Bak J., White P., Timár G., Missiaen L., Genazzani AA., Galione A.
Mobilization of Ca2+ from intracellular stores is an important mechanism for generating cytoplasmic Ca2+ signals . Two families of intracellular Ca(2+)-release channels - the inositol-1,4, 5-trisphosphate (IP3) receptors and the ryanodine receptors (RyRs) - have been described in mammalian tissues . Recently, nicotinic acid adenine dinucleotide phosphate (NAADP), a molecule derived from NADP+, has been shown to trigger Ca2+ release from intracellular stores in invertebrate eggs     and pancreatic acinar cells . The nature of NAADP-induced Ca2+ release is unknown but it is clearly distinct from the IP3- and cyclic ADP ribose (cADPR)-sensitive mechanisms in eggs (reviewed in  ).

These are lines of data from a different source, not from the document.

use anyhow::Result;
use clap::Args;
use std::path::PathBuf;

use volley_coach::ScoringProfile;

use super::Session;
use crate::input::read_frame;
use crate::output::{print_frame_report, print_json};

#[derive(Args)]
pub struct FrameCommand {
    /// JSON file holding one landmark frame, or an array of frames
    file: PathBuf,

    /// Frame to score when the file holds an array
    #[arg(short, long)]
    index: Option<usize>,

    /// Scoring profile (tolerant or strict), overriding the configuration
    #[arg(short, long)]
    profile: Option<ScoringProfile>,

    /// Print the full analysis as JSON
    #[arg(long)]
    json: bool,
}

impl FrameCommand {
    pub async fn execute(self, session: &Session) -> Result<()> {
        let frame = read_frame(&self.file, self.index)?;
        let analysis = session.service(self.profile)?.analyze_frame(frame.as_ref());

        if session.json(self.json) {
            print_json(&analysis)
        } else {
            print_frame_report(&analysis, session.config.output.show_measurements);
            Ok(())
        }
    }
}
mod analyze;
mod config_cmd;
mod frame;
mod grade;

use anyhow::{Context, Result};
use clap::{Parser, Subcommand};
use std::path::{Path, PathBuf};

use volley_coach::{PoseAnalysisService, ScoringProfile};

use crate::config::Config;

pub use analyze::AnalyzeCommand;
pub use frame::FrameCommand;
pub use grade::GradeCommand;

#[derive(Parser)]
#[command(name = "volley-coach")]
#[command(about = "Score volleyball forearm passes from pose landmark sequences", long_about = None)]
#[command(version)]
pub struct Cli {
    #[command(subcommand)]
    command: Commands,

    /// Enable verbose logging
    #[arg(short, long, global = true)]
    pub verbose: bool,

    /// Disable colored output
    #[arg(long, global = true)]
    no_color: bool,

    /// Path to configuration file
    #[arg(long, global = true, env = "VOLLEY_COACH_CONFIG")]
    config: Option<PathBuf>,
}

#[derive(Subcommand)]
enum Commands {
    /// Score a whole landmark sequence
    Analyze(AnalyzeCommand),

    /// Score a single frame
    Frame(FrameCommand),

    /// Grade a score, optionally blended with a sequence score
    Grade(GradeCommand),

    /// Manage configuration
    #[command(subcommand)]
    Config(ConfigSubcommands),

    /// Generate shell completions
    Completions {
        /// Shell to generate completions for
        #[arg(value_enum)]
        shell: clap_complete::Shell,
    },
}

#[derive(Subcommand)]
enum ConfigSubcommands {
    /// Show current configuration
    Show,

    /// Print the configuration file path
    Path,

    /// Initialize configuration with defaults
    Init {
        /// Overwrite existing config
        #[arg(short, long)]
        force: bool,
    },
}

/// Settings shared by the scoring commands
pub struct Session {
    pub config: Config,
}

impl Session {
    /// Load the configuration and apply its output settings
    pub fn open(path: &Path, no_color: bool) -> Result<Self> {
        let config = Config::load_from(path)?;
        if no_color || !config.output.color {
            colored::control::set_override(false);
        }
        Ok(Self { config })
    }

    /// Build the engine, optionally overriding the configured profile
    pub fn service(&self, profile: Option<ScoringProfile>) -> Result<PoseAnalysisService> {
        let mut scoring = self.config.scoring.clone();
        if let Some(profile) = profile {
            scoring.profile = profile;
        }
        PoseAnalysisService::new(scoring).context("Invalid scoring configuration")
    }

    pub fn json(&self, flag: bool) -> bool {
        flag || self.config.output.json
    }
}

impl Cli {
    pub async fn execute(self) -> Result<()> {
        if self.verbose {
            tracing::info!("Verbose mode enabled");
        }

        let config_path = Config::resolve_path(self.config.as_deref())?;

        match self.command {
            Commands::Config(subcmd) => match subcmd {
                ConfigSubcommands::Show => config_cmd::show_config(&config_path).await,
                ConfigSubcommands::Path => config_cmd::print_path(&config_path).await,
                ConfigSubcommands::Init { force } => {
                    config_cmd::init_config(&config_path, force).await
                }
            },
            Commands::Completions { shell } => {
                generate_completions(shell);
                Ok(())
            }
            Commands::Analyze(cmd) => cmd.execute(&Session::open(&config_path, self.no_color)?).await,
            Commands::Frame(cmd) => cmd.execute(&Session::open(&config_path, self.no_color)?).await,
            Commands::Grade(cmd) => cmd.execute(&Session::open(&config_path, self.no_color)?).await,
        }
    }
}

fn generate_completions(shell: clap_complete::Shell) {
    use clap::CommandFactory;
    use clap_complete::generate;
    use std::io;

    let mut cmd = Cli::command();
    let name = cmd.get_name().to_string();
    generate(shell, &mut cmd, name, &mut io::stdout());
}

Furthermore, mammalian cells can synthesize and degrade NAADP, suggesting that NAADP-induced Ca2+ release may be widespread and thus contribute to the complexity of Ca2+ signalling  . Here, we show for the first time that NAADP evokes Ca2+ release from rat brain microsomes by a mechanism that is distinct from those sensitive to IP3 or cADPR, and has a remarkably similar pharmacology to the action of NAADP in sea urchin eggs . Membranes prepared from the same rat brain tissues are able to support the synthesis and degradation of NAADP. We therefore suggest that NAADP-mediated Ca2+ signalling could play an important role in neuronal Ca2+ signalling.